**TRY IT**
Please set down, exactly, the line with "use thiserror::Error;" and all lines that follow it through the end of the records below.

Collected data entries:
+++++

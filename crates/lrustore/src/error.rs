//! Error types for lrustore

use thiserror::Error;

/// Result type alias for lrustore operations
pub type Result<T> = std::result::Result<T, Error>;

/// Error types for store construction and validation
///
/// Lookups and inserts on a live store never fail; a missing key is a
/// normal `None`, not an error.
#[derive(Debug, Clone, PartialEq, Eq, Error)]
pub enum Error {
    /// Capacity (or max size) is not a positive integer
    #[error("Configuration error: {0}")]
    Configuration(String),

    /// Internal linkage is inconsistent (reported by `check_invariants`)
    #[error("Invariant violated: {0}")]
    Invariant(String),
}

impl Error {
    pub(crate) fn zero_capacity() -> Self {
        Error::Configuration("capacity must be greater than 0".to_string())
    }

    pub(crate) fn invariant(msg: impl Into<String>) -> Self {
        Error::Invariant(msg.into())
    }
}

+++++

**OUTPUT OF THE EXERCISE**
use thiserror::Error;

/// Result type alias for lrustore operations
pub type Result<T> = std::result::Result<T, Error>;

/// Error types for store construction and validation
///
/// Lookups and inserts on a live store never fail; a missing key is a
/// normal `None`, not an error.
#[derive(Debug, Clone, PartialEq, Eq, Error)]
pub enum Error {
    /// Capacity (or max size) is not a positive integer
    #[error("Configuration error: {0}")]
    Configuration(String),

    /// Internal linkage is inconsistent (reported by `check_invariants`)
    #[error("Invariant violated: {0}")]
    Invariant(String),
}

impl Error {
    pub(crate) fn zero_capacity() -> Self {
        Error::Configuration("capacity must be greater than 0".to_string())
    }

    pub(crate) fn invariant(msg: impl Into<String>) -> Self {
        Error::Invariant(msg.into())
    }
}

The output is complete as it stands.